-- Assigned task --
Out of the listing below, copy every line that carries the string "InitUploadResponse".

Source data Start Marker

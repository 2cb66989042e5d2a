//! The file being uploaded.
//!
//! An [`UploadSubject`] exposes immutable metadata plus random-access reads,
//! so chunks of one batch can be fetched independently of each other.

use std::future::Future;
use std::ops::Range;
use std::path::{Path, PathBuf};
use std::pin::Pin;
use std::time::UNIX_EPOCH;

use tokio::io::{AsyncReadExt, AsyncSeekExt, SeekFrom};

use crate::TransferError;

/// A file-like source of bytes to upload.
pub trait UploadSubject: Send + Sync {
    /// File name reported to the store.
    fn name(&self) -> &str;

    /// Total size in bytes.
    fn size(&self) -> u64;

    /// Last modification time in milliseconds since the Unix epoch.
    fn modified_ms(&self) -> i64;

    /// Reads exactly the bytes in `range`.
    fn read_range(
        &self,
        range: Range<u64>,
    ) -> Pin<Box<dyn Future<Output = Result<Vec<u8>, TransferError>> + Send + '_>>;
}

fn check_bounds(range: &Range<u64>, size: u64) -> Result<(), TransferError> {
    if range.start > range.end || range.end > size {
        return Err(TransferError::RangeOutOfBounds {
            start: range.start,
            end: range.end,
            size,
        });
    }
    Ok(())
}

// ---------------------------------------------------------------------------
// FileSubject
// ---------------------------------------------------------------------------

/// A local file. Metadata is captured once when opened.
#[derive(Debug, Clone)]
pub struct FileSubject {
    path: PathBuf,
    name: String,
    size: u64,
    modified_ms: i64,
}

impl FileSubject {
    /// Stats `path` and captures name, size and modification time.
    pub async fn open(path: impl AsRef<Path>) -> Result<Self, TransferError> {
        let path = path.as_ref().to_path_buf();
        let metadata = tokio::fs::metadata(&path).await?;
        if !metadata.is_file() {
            return Err(TransferError::Io(std::io::Error::new(
                std::io::ErrorKind::InvalidInput,
                format!("not a regular file: {}", path.display()),
            )));
        }

        let modified_ms = metadata
            .modified()
            .ok()
            .and_then(|t| t.duration_since(UNIX_EPOCH).ok())
            .map(|d| d.as_millis() as i64)
            .unwrap_or(0);
        let name = path
            .file_name()
            .map(|n| n.to_string_lossy().into_owned())
            .unwrap_or_default();

        Ok(Self {
            path,
            name,
            size: metadata.len(),
            modified_ms,
        })
    }

    pub fn path(&self) -> &Path {
        &self.path
    }
}

impl UploadSubject for FileSubject {
    fn name(&self) -> &str {
        &self.name
    }

    fn size(&self) -> u64 {
        self.size
    }

    fn modified_ms(&self) -> i64 {
        self.modified_ms
    }

    fn read_range(
        &self,
        range: Range<u64>,
    ) -> Pin<Box<dyn Future<Output = Result<Vec<u8>, TransferError>> + Send + '_>> {
        Box::pin(async move {
            check_bounds(&range, self.size)?;
            let mut file = tokio::fs::File::open(&self.path).await?;
            file.seek(SeekFrom::Start(range.start)).await?;
            let mut buf = vec![0u8; (range.end - range.start) as usize];
            file.read_exact(&mut buf).await?;
            Ok(buf)
        })
    }
}

// ---------------------------------------------------------------------------
// MemorySubject
// ---------------------------------------------------------------------------

/// Content already held in memory.
#[derive(Debug, Clone)]
pub struct MemorySubject {
    name: String,
    data: Vec<u8>,
    modified_ms: i64,
}

impl MemorySubject {
    pub fn new(name: impl Into<String>, data: Vec<u8>, modified_ms: i64) -> Self {
        Self {
            name: name.into(),
            data,
            modified_ms,
        }
    }
}

impl UploadSubject for MemorySubject {
    fn name(&self) -> &str {
        &self.name
    }

    fn size(&self) -> u64 {
        self.data.len() as u64
    }

    fn modified_ms(&self) -> i64 {
        self.modified_ms
    }

    fn read_range(
        &self,
        range: Range<u64>,
    ) -> Pin<Box<dyn Future<Output = Result<Vec<u8>, TransferError>> + Send + '_>> {
        Box::pin(async move {
            check_bounds(&range, self.size())?;
            Ok(self.data[range.start as usize..range.end as usize].to_vec())
        })
    }
}

#[cfg(test)]
mod tests {
    use super::*;
    use std::io::Write;
    use tempfile::TempDir;

    fn create_test_file(dir: &Path, name: &str, data: &[u8]) -> PathBuf {
        let path = dir.join(name);
        let mut f = std::fs::File::create(&path).unwrap();
        f.write_all(data).unwrap();
        path
    }

    #[tokio::test]
    async fn file_subject_metadata() {
        let dir = TempDir::new().unwrap();
        let path = create_test_file(dir.path(), "report.txt", b"0123456789");

        let subject = FileSubject::open(&path).await.unwrap();
        assert_eq!(subject.name(), "report.txt");
        assert_eq!(subject.size(), 10);
        assert!(subject.modified_ms() > 0);
    }

    #[tokio::test]
    async fn file_subject_reads_ranges() {
        let dir = TempDir::new().unwrap();
        let path = create_test_file(dir.path(), "data.bin", b"AABBCCDDEE");
        let subject = FileSubject::open(&path).await.unwrap();

        assert_eq!(subject.read_range(0..4).await.unwrap(), b"AABB");
        assert_eq!(subject.read_range(8..10).await.unwrap(), b"EE");
        assert!(subject.read_range(4..4).await.unwrap().is_empty());
    }

    #[tokio::test]
    async fn file_subject_rejects_out_of_bounds() {
        let dir = TempDir::new().unwrap();
        let path = create_test_file(dir.path(), "data.bin", b"abc");
        let subject = FileSubject::open(&path).await.unwrap();

        let result = subject.read_range(2..5).await;
        assert!(matches!(
            result,
            Err(TransferError::RangeOutOfBounds { end: 5, size: 3, .. })
        ));
    }

    #[tokio::test]
    async fn file_subject_read_after_removal_fails() {
        let dir = TempDir::new().unwrap();
        let path = create_test_file(dir.path(), "gone.bin", b"abc");
        let subject = FileSubject::open(&path).await.unwrap();
        std::fs::remove_file(&path).unwrap();

        assert!(matches!(
            subject.read_range(0..3).await,
            Err(TransferError::Io(_))
        ));
    }

    #[tokio::test]
    async fn open_directory_fails() {
        let dir = TempDir::new().unwrap();
        assert!(FileSubject::open(dir.path()).await.is_err());
    }

    #[tokio::test]
    async fn open_missing_file_fails() {
        let result = FileSubject::open("/nonexistent/path/upload.bin").await;
        assert!(matches!(result, Err(TransferError::Io(_))));
    }

    #[tokio::test]
    async fn memory_subject_reads() {
        let subject = MemorySubject::new("m.txt", b"hello world".to_vec(), 42);
        assert_eq!(subject.size(), 11);
        assert_eq!(subject.modified_ms(), 42);
        assert_eq!(subject.read_range(6..11).await.unwrap(), b"world");
        assert!(subject.read_range(6..12).await.is_err());
    }
}
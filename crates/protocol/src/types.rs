use serde::{Deserialize, Serialize};

use crate::messages::{
    CheckResponse, ChunkResponse, CompleteUploadResponse, IndexAddResponse, InitUploadResponse,
    ProgressResponse,
};

/// Outcome of one file-store operation.
///
/// The store signals failure with `success: false` and an `error` string;
/// every response type folds into this shape via `into_reply`.
#[derive(Debug, Clone, PartialEq)]
pub enum Reply<T> {
    Success(T),
    Failure(String),
}

impl<T> Reply<T> {
    /// Converts into a `Result`, keeping the server's message as the error.
    pub fn into_result(self) -> Result<T, String> {
        match self {
            Reply::Success(v) => Ok(v),
            Reply::Failure(msg) => Err(msg),
        }
    }

    pub fn is_success(&self) -> bool {
        matches!(self, Reply::Success(_))
    }
}

fn failure_message(error: Option<String>, message: Option<String>, fallback: &str) -> String {
    error
        .filter(|e| !e.is_empty())
        .or(message.filter(|m| !m.is_empty()))
        .unwrap_or_else(|| fallback.to_string())
}

/// Post-processing the store performed (or delegated) after merging chunks.
#[derive(Debug, Clone, PartialEq)]
pub enum PostProcessing {
    /// The store parsed structured content itself; `status == 0` means success.
    ServerParsed { status: i32, output: String },
    /// The store tried to parse the file and could not run its parser.
    ParseFailed(String),
    /// The client must forward this document to the search-index endpoint.
    IndexPayload(serde_json::Value),
    /// Nothing to do.
    Nothing,
}

/// Successful finalize reply.
#[derive(Debug, Clone, PartialEq)]
pub struct Completed {
    pub file_path: Option<String>,
    pub message: Option<String>,
    pub post_processing: PostProcessing,
    pub multimodal_indexed: Option<bool>,
}

/// Server-side view of an upload session.
#[derive(Debug, Clone, Default, PartialEq, Serialize, Deserialize)]
pub struct RemoteProgress {
    pub uploaded_chunks: u32,
    pub total_chunks: u32,
    pub uploaded_size: u64,
    pub total_size: u64,
    pub completed: bool,
}

impl RemoteProgress {
    /// Returns the acknowledged share as a percentage (0-100).
    pub fn percentage(&self) -> f64 {
        if self.total_chunks == 0 {
            return 0.0;
        }
        self.uploaded_chunks as f64 / self.total_chunks as f64 * 100.0
    }
}

impl CheckResponse {
    /// `Success(true)` means the store already holds the content.
    pub fn into_reply(self) -> Reply<bool> {
        match self.error {
            Some(err) => Reply::Failure(err),
            None => Reply::Success(self.exists),
        }
    }
}

impl InitUploadResponse {
    /// Yields the new session id.
    pub fn into_reply(self) -> Reply<String> {
        match self.upload_id {
            Some(id) if self.success && !id.is_empty() => Reply::Success(id),
            _ => Reply::Failure(failure_message(
                self.error,
                self.message,
                "upload session was not initialized",
            )),
        }
    }
}

impl ChunkResponse {
    pub fn into_reply(self) -> Reply<()> {
        if self.success {
            Reply::Success(())
        } else {
            Reply::Failure(failure_message(self.error, self.message, "chunk rejected"))
        }
    }
}

impl CompleteUploadResponse {
    /// Classifies the post-processing signal carried by this reply.
    ///
    /// A store-side parse takes precedence over an index payload.
    pub fn post_processing(&self) -> PostProcessing {
        if self.xml_parsed == Some(true) {
            return PostProcessing::ServerParsed {
                status: self.parse_status.unwrap_or(-1),
                output: self.parse_output.clone().unwrap_or_default(),
            };
        }
        if self.xml_parsed == Some(false)
            && let Some(error) = self.error.as_ref().filter(|e| !e.is_empty())
        {
            return PostProcessing::ParseFailed(error.clone());
        }
        match &self.index_data {
            Some(payload) if !payload.is_null() => PostProcessing::IndexPayload(payload.clone()),
            _ => PostProcessing::Nothing,
        }
    }

    pub fn into_reply(self) -> Reply<Completed> {
        if !self.success {
            return Reply::Failure(failure_message(
                self.error,
                self.message,
                "upload completion failed",
            ));
        }
        let post_processing = self.post_processing();
        Reply::Success(Completed {
            file_path: self.file_path,
            message: self.message,
            post_processing,
            multimodal_indexed: self.multimodal_indexed,
        })
    }
}

impl IndexAddResponse {
    pub fn into_reply(self) -> Reply<()> {
        if self.success {
            Reply::Success(())
        } else {
            Reply::Failure(failure_message(self.error, None, "index registration failed"))
        }
    }
}

impl ProgressResponse {
    pub fn into_reply(self) -> Reply<RemoteProgress> {
        if !self.success {
            return Reply::Failure(failure_message(self.error, None, "upload session not found"));
        }
        Reply::Success(RemoteProgress {
            uploaded_chunks: self.uploaded_chunks,
            total_chunks: self.total_chunks,
            uploaded_size: self.uploaded_size,
            total_size: self.total_size,
            completed: self.completed,
        })
    }
}
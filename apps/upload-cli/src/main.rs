//! SearchHub upload client entry point.

mod app;
mod config;

use std::path::PathBuf;

use clap::{Parser, Subcommand};
use tracing_subscriber::EnvFilter;

#[derive(Parser)]
#[command(version, about, long_about = None)]
struct Cli {
    /// File store base URL (overrides the configuration file)
    #[arg(short, long, value_name = "URL", global = true)]
    server: Option<String>,

    #[command(subcommand)]
    cmd: Command,
}

#[derive(Subcommand)]
enum Command {
    /// Upload a file. Ctrl-C pauses, Enter resumes, a second Ctrl-C cancels.
    Upload {
        file: PathBuf,
        /// Destination folder under the store root
        #[arg(short, long, value_name = "NAME")]
        folder: Option<String>,
        /// Register the file in the search index after upload
        #[arg(long)]
        index: bool,
    },
    /// Show the server-side progress of an upload session
    Status {
        #[arg(value_name = "UPLOAD_ID")]
        upload_id: String,
    },
}

fn main() -> anyhow::Result<()> {
    let cli = Cli::parse();

    // Logs go to stderr so stdout only carries results.
    tracing_subscriber::fmt()
        .with_env_filter(
            EnvFilter::try_from_default_env().unwrap_or_else(|_| EnvFilter::new("info")),
        )
        .with_writer(std::io::stderr)
        .init();

    let mut config = config::Config::load()?;
    if let Some(server) = cli.server {
        config.server_url = server;
    }
    tracing::debug!(server = %config.server_url, "configuration loaded");

    let rt = tokio::runtime::Runtime::new()?;
    match cli.cmd {
        Command::Upload {
            file,
            folder,
            index,
        } => rt.block_on(app::upload(&config, &file, folder, index)),
        Command::Status { upload_id } => rt.block_on(app::status(&config, &upload_id)),
    }
}
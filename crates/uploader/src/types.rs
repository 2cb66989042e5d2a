//! Data types for the upload flow.

use searchhub_protocol::constants::MAX_CONCURRENT_CHUNKS;
use searchhub_transfer::{DEFAULT_CHUNK_SIZE, Fingerprint};
use serde::{Deserialize, Serialize};

/// Lifecycle of one upload controller.
#[derive(Debug, Clone, Copy, PartialEq, Eq)]
pub enum UploadState {
    Idle,
    Fingerprinting,
    CheckingExistence,
    /// The store already had the content; nothing was sent.
    ShortCircuited,
    Initializing,
    Uploading,
    Paused,
    Completing,
    Done,
    Failed,
    Cancelled,
}

/// What `resume()` does after a pause.
#[derive(Debug, Clone, Copy, Default, PartialEq, Eq, Serialize, Deserialize)]
#[serde(rename_all = "snake_case")]
pub enum ResumeMode {
    /// Re-run the whole pipeline: fingerprint, existence check, new session,
    /// every chunk from the start.
    #[default]
    Restart,
    /// Keep the open session and send only chunks not yet acknowledged.
    ContinueSession,
}

/// Per-upload options.
#[derive(Debug, Clone, PartialEq)]
pub struct UploadOptions {
    /// Destination folder under the store root (`None` = root).
    pub folder: Option<String>,
    /// Ask the store to register the file in the search index.
    pub add_to_index: bool,
    /// Chunk size; must match the store's constant.
    pub chunk_size: u64,
    /// Number of chunks dispatched together per batch.
    pub concurrency: usize,
    pub resume_mode: ResumeMode,
}

impl Default for UploadOptions {
    fn default() -> Self {
        Self {
            folder: None,
            add_to_index: false,
            chunk_size: DEFAULT_CHUNK_SIZE,
            concurrency: MAX_CONCURRENT_CHUNKS,
            resume_mode: ResumeMode::default(),
        }
    }
}

/// Result of a successful upload.
#[derive(Debug, Clone, PartialEq)]
pub struct UploadOutcome {
    pub fingerprint: Fingerprint,
    /// `true` if the store already had the content ("instant upload").
    pub instant: bool,
    /// Session used for the transfer (`None` for instant uploads).
    pub upload_id: Option<String>,
    pub message: String,
    /// Where the store placed the file.
    pub file_path: Option<String>,
    /// Search-index registration result; `None` when not attempted.
    ///
    /// `Some(false)` does not make the upload itself a failure.
    pub indexed: Option<bool>,
    /// Output of a store-side parse, when one ran.
    pub parse_output: Option<String>,
    pub multimodal_indexed: Option<bool>,
}

impl UploadOutcome {
    pub(crate) fn instant(fingerprint: Fingerprint) -> Self {
        Self {
            fingerprint,
            instant: true,
            upload_id: None,
            message: "file already exists, instant upload".into(),
            file_path: None,
            indexed: None,
            parse_output: None,
            multimodal_indexed: None,
        }
    }
}
//! Upload and status commands.

use std::io::Write;
use std::path::Path;
use std::sync::Arc;

use anyhow::Context;
use searchhub_protocol::RemoteProgress;
use searchhub_transfer::{FileSubject, ProgressCallback};
use searchhub_uploader::{
    HttpStore, RemoteStore, SessionNegotiator, UploadController, UploadError, UploadHandle,
    UploadOutcome, UploadState,
};
use tokio::io::{AsyncBufReadExt, BufReader};

use crate::config::Config;

/// Uploads `file`, pausing on Ctrl-C and resuming on Enter.
pub async fn upload(
    config: &Config,
    file: &Path,
    folder: Option<String>,
    add_to_index: bool,
) -> anyhow::Result<()> {
    let subject = FileSubject::open(file)
        .await
        .with_context(|| format!("cannot open {}", file.display()))?;
    let store: Arc<dyn RemoteStore> = Arc::new(HttpStore::with_timeout(
        config.server_url.clone(),
        config.request_timeout(),
    )?);

    let options = config.upload_options(folder, add_to_index);
    let mut controller = UploadController::new(store, Box::new(subject), options)?;
    let handle = controller.handle();

    tracing::info!(
        file = %file.display(),
        chunks = controller.plan().len(),
        server = %config.server_url,
        "starting upload"
    );

    let interrupts = tokio::spawn(watch_interrupts(handle.clone()));
    let mut stdin = BufReader::new(tokio::io::stdin()).lines();

    let mut result = controller.upload(Some(progress_printer())).await;
    let result = loop {
        match result {
            Err(UploadError::Paused) => {
                eprintln!("\npaused; press Enter to resume or Ctrl-C to cancel");
                tokio::select! {
                    line = stdin.next_line() => {
                        // Without a terminal there is nobody to resume.
                        if !matches!(line, Ok(Some(_))) {
                            handle.cancel();
                        }
                    }
                    _ = handle.cancelled() => {}
                }
                result = controller.resume(Some(progress_printer())).await;
            }
            other => break other,
        }
    };
    interrupts.abort();
    eprintln!();

    let outcome = result?;
    for line in describe_outcome(&outcome) {
        println!("{line}");
    }
    Ok(())
}

/// Prints the server-side progress of a session.
pub async fn status(config: &Config, upload_id: &str) -> anyhow::Result<()> {
    let store = HttpStore::with_timeout(config.server_url.clone(), config.request_timeout())?;
    let progress = SessionNegotiator::new(&store)
        .query_progress(upload_id)
        .await?;
    println!("{}", describe_progress(upload_id, &progress));
    Ok(())
}

/// First Ctrl-C pauses, the next one cancels.
async fn watch_interrupts(handle: UploadHandle) {
    while tokio::signal::ctrl_c().await.is_ok() {
        if handle.is_paused() || handle.state() == UploadState::Paused {
            tracing::info!("cancelling upload");
            handle.cancel();
            return;
        }
        tracing::info!("pausing after the current batch");
        handle.pause();
    }
}

fn progress_printer() -> ProgressCallback {
    Box::new(|percentage: f64, phase: &str| {
        eprint!("\r{phase}: {percentage:5.1}%");
        let _ = std::io::stderr().flush();
    })
}

fn describe_outcome(outcome: &UploadOutcome) -> Vec<String> {
    let mut lines = vec![outcome.message.clone()];
    if outcome.instant {
        lines.push(format!("fingerprint: {}", outcome.fingerprint));
        return lines;
    }
    if let Some(path) = &outcome.file_path {
        lines.push(format!("stored at: {path}"));
    }
    match outcome.indexed {
        Some(true) => lines.push("search index: registered".into()),
        Some(false) => lines.push("search index: registration failed".into()),
        None => {}
    }
    if let Some(output) = outcome.parse_output.as_deref().filter(|o| !o.is_empty()) {
        lines.push(format!("parser output:\n{output}"));
    }
    if outcome.multimodal_indexed == Some(true) {
        lines.push("multimodal index: updated".into());
    }
    lines
}

fn describe_progress(upload_id: &str, progress: &RemoteProgress) -> String {
    format!(
        "{upload_id}: {}/{} chunks, {}/{} bytes ({:.1}%){}",
        progress.uploaded_chunks,
        progress.total_chunks,
        progress.uploaded_size,
        progress.total_size,
        progress.percentage(),
        if progress.completed { ", completed" } else { "" }
    )
}
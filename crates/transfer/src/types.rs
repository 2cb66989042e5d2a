use std::collections::BTreeSet;

use crate::TransferError;

/// Chunk indices the store has confirmed.
///
/// Only grows; membership is bounded by the planned count so it can never
/// claim more than the plan.
#[derive(Debug, Clone, Default, PartialEq, Eq)]
pub struct AcknowledgedSet {
    planned: usize,
    indices: BTreeSet<usize>,
}

impl AcknowledgedSet {
    /// Creates an empty set for a plan of `planned` chunks.
    pub fn new(planned: usize) -> Self {
        Self {
            planned,
            indices: BTreeSet::new(),
        }
    }

    /// Records `index` as acknowledged.
    ///
    /// Returns `Ok(false)` if it was already present.
    pub fn insert(&mut self, index: usize) -> Result<bool, TransferError> {
        if index >= self.planned {
            return Err(TransferError::ChunkOutOfRange {
                index,
                planned: self.planned,
            });
        }
        Ok(self.indices.insert(index))
    }

    pub fn contains(&self, index: usize) -> bool {
        self.indices.contains(&index)
    }

    pub fn len(&self) -> usize {
        self.indices.len()
    }

    pub fn is_empty(&self) -> bool {
        self.indices.is_empty()
    }

    pub fn planned(&self) -> usize {
        self.planned
    }

    /// `true` once every planned index is present.
    pub fn is_complete(&self) -> bool {
        self.indices.len() == self.planned
    }

    /// `len / planned * 100`. An empty plan counts as complete.
    pub fn percentage(&self) -> f64 {
        if self.planned == 0 {
            return 100.0;
        }
        self.indices.len() as f64 / self.planned as f64 * 100.0
    }
}

#[cfg(test)]
mod tests {
    use super::*;

    #[test]
    fn new_set_is_empty() {
        let set = AcknowledgedSet::new(3);
        assert!(set.is_empty());
        assert!(!set.is_complete());
        assert_eq!(set.percentage(), 0.0);
    }

    #[test]
    fn insert_grows_and_dedups() {
        let mut set = AcknowledgedSet::new(3);
        assert!(set.insert(2).unwrap());
        assert!(!set.insert(2).unwrap());
        assert_eq!(set.len(), 1);
        assert!(set.contains(2));
        assert!(!set.contains(0));
    }

    #[test]
    fn insert_out_of_plan_rejected() {
        let mut set = AcknowledgedSet::new(3);
        let result = set.insert(3);
        assert!(matches!(
            result,
            Err(TransferError::ChunkOutOfRange {
                index: 3,
                planned: 3
            })
        ));
        assert!(set.is_empty());
    }

    #[test]
    fn percentage_tracks_cardinality() {
        let mut set = AcknowledgedSet::new(4);
        set.insert(1).unwrap();
        assert!((set.percentage() - 25.0).abs() < f64::EPSILON);
        set.insert(0).unwrap();
        set.insert(3).unwrap();
        set.insert(2).unwrap();
        assert!(set.is_complete());
        assert_eq!(set.percentage(), 100.0);
    }

    #[test]
    fn empty_plan_is_complete() {
        let set = AcknowledgedSet::new(0);
        assert!(set.is_complete());
        assert_eq!(set.percentage(), 100.0);
    }
}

Source data End Marker

-- Written solution --
    CheckResponse, ChunkResponse, CompleteUploadResponse, IndexAddResponse, InitUploadResponse,
impl InitUploadResponse {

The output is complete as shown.